As someone who's worked in text analysis, I'm comforted to see this story told. It's what we should be talking about. Please take the time to read this full article, then go out and do something useful for our world, we're going to need it.
Sorry for the snark, but I call BS on glorification of a technology company that so far has not done anything but strip away almost everyone's privacy.
Like these 'potential' terrorists : "Nihilists, anarchists, activists, Lulzsec, Anonymous, twenty-somethings who haven’t talked to the opposite sex in five or six years."
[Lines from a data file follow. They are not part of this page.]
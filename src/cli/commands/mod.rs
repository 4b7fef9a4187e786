pub mod logging;

use clap::{
    builder::styling::{AnsiColor, Effects, Styles},
    Arg, ArgAction, ColorChoice, Command,
};

#[must_use]
pub fn new() -> Command {
    let styles = Styles::styled()
        .header(AnsiColor::Yellow.on_default() | Effects::BOLD)
        .usage(AnsiColor::Green.on_default() | Effects::BOLD)
        .literal(AnsiColor::Blue.on_default() | Effects::BOLD)
        .placeholder(AnsiColor::Green.on_default());

    let command = Command::new("waitlistd")
        .about(env!("CARGO_PKG_DESCRIPTION"))
        .version(env!("CARGO_PKG_VERSION"))
        .color(ColorChoice::Auto)
        .styles(styles)
        .arg(
            Arg::new("port")
                .short('p')
                .long("port")
                .help("Port to listen on")
                .default_value("3000")
                .env("WAITLIST_PORT")
                .value_parser(clap::value_parser!(u16)),
        )
        .arg(
            Arg::new("store")
                .short('s')
                .long("store")
                .help("Path to the store database file")
                .default_value("waitlist.redb")
                .env("WAITLIST_STORE"),
        )
        .arg(
            Arg::new("ephemeral")
                .long("ephemeral")
                .help("Keep all records in memory; nothing survives a restart")
                .action(ArgAction::SetTrue)
                .conflicts_with("store"),
        )
        .arg(
            Arg::new("referral-base-url")
                .long("referral-base-url")
                .help("Base URL embedded in referral links, the code is appended as ?ref=")
                .default_value("http://localhost:3000/")
                .env("WAITLIST_REFERRAL_BASE_URL"),
        )
        .arg(
            Arg::new("notify-backoff")
                .long("notify-backoff")
                .help("Base delay in seconds between delivery retries")
                .default_value("1")
                .env("WAITLIST_NOTIFY_BACKOFF")
                .value_parser(clap::value_parser!(u64)),
        );

    logging::with_args(command)
}

#[cfg(test)]
mod tests {
    use super::*;

    #[test]
    fn test_new() {
        let command = new();

        assert_eq!(command.get_name(), "waitlistd");
        assert_eq!(
            command.get_about().map(ToString::to_string),
            Some(env!("CARGO_PKG_DESCRIPTION").to_string())
        );
        assert_eq!(
            command.get_version().map(ToString::to_string),
            Some(env!("CARGO_PKG_VERSION").to_string())
        );
    }

    #[test]
    fn test_defaults() {
        temp_env::with_vars(
            [
                ("WAITLIST_PORT", None::<String>),
                ("WAITLIST_STORE", None),
                ("WAITLIST_REFERRAL_BASE_URL", None),
                ("WAITLIST_NOTIFY_BACKOFF", None),
            ],
            || {
                let command = new();
                let matches = command.get_matches_from(vec!["waitlistd"]);

                assert_eq!(matches.get_one::<u16>("port").copied(), Some(3000));
                assert_eq!(
                    matches.get_one::<String>("store").cloned(),
                    Some("waitlist.redb".to_string())
                );
                assert!(!matches.get_flag("ephemeral"));
                assert_eq!(
                    matches.get_one::<String>("referral-base-url").cloned(),
                    Some("http://localhost:3000/".to_string())
                );
                assert_eq!(matches.get_one::<u64>("notify-backoff").copied(), Some(1));
            },
        );
    }

    #[test]
    fn test_check_env() {
        temp_env::with_vars(
            [
                ("WAITLIST_PORT", Some("8080")),
                ("WAITLIST_STORE", Some("/var/lib/waitlist/records.redb")),
                (
                    "WAITLIST_REFERRAL_BASE_URL",
                    Some("https://waitlist.example/"),
                ),
                ("WAITLIST_NOTIFY_BACKOFF", Some("5")),
                ("WAITLIST_LOG_LEVEL", Some("info")),
            ],
            || {
                let command = new();
                let matches = command.get_matches_from(vec!["waitlistd"]);
                assert_eq!(matches.get_one::<u16>("port").copied(), Some(8080));
                assert_eq!(
                    matches.get_one::<String>("store").cloned(),
                    Some("/var/lib/waitlist/records.redb".to_string())
                );
                assert_eq!(
                    matches.get_one::<String>("referral-base-url").cloned(),
                    Some("https://waitlist.example/".to_string())
                );
                assert_eq!(matches.get_one::<u64>("notify-backoff").copied(), Some(5));
                assert_eq!(matches.get_one::<u8>("verbosity").copied(), Some(2));
            },
        );
    }

    #[test]
    fn test_check_log_level_verbosity() {
        let levels = ["error", "warn", "info", "debug", "trace"];
        for (index, _) in levels.iter().enumerate() {
            temp_env::with_vars([("WAITLIST_LOG_LEVEL", None::<String>)], || {
                let mut args = vec!["waitlistd".to_string()];
                if index > 0 {
                    args.push(format!("-{}", "v".repeat(index)));
                }

                let command = new();
                let matches = command.get_matches_from(args);

                assert_eq!(
                    matches.get_one::<u8>("verbosity").copied(),
                    u8::try_from(index).ok()
                );
            });
        }
    }

    #[test]
    fn test_ephemeral_conflicts_with_store() {
        let command = new();
        let result = command.try_get_matches_from(vec![
            "waitlistd",
            "--ephemeral",
            "--store",
            "/tmp/records.redb",
        ]);
        assert_eq!(
            result.map_err(|e| e.kind()),
            Err(clap::error::ErrorKind::ArgumentConflict)
        );
    }
}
There are some drug crimes which actually are terrorism. In Mexico, the cartels/Zetas/etc. are an existential threat, and that's spilling over. There are towns in the US where MS-13 is a locally existential threat, at least within immigrant communities. The drug gangs in the inner cities in the 1970s-1990s were, too. I'd be ok with some use of some military force (intelligence, or just straight up infantry and MPs) in certain counter-drug terrorism contexts.
(I say this as someone who is in favor of immediate legalization of MJ, and decriminalization of all other drugs, with extensive treatment available for addiction or sub-optimal drug use.)
I think you mis-interpreted what I meant. I don't think the article glorified this technology and that toward the last half it offered a balanced viewpoint. Regardless, I don't think we quite have to hit the panic button yet, but if we don't start actually improving our world by inventing technology to protect our human rights, they'll be gone before we even have a chance to really panic.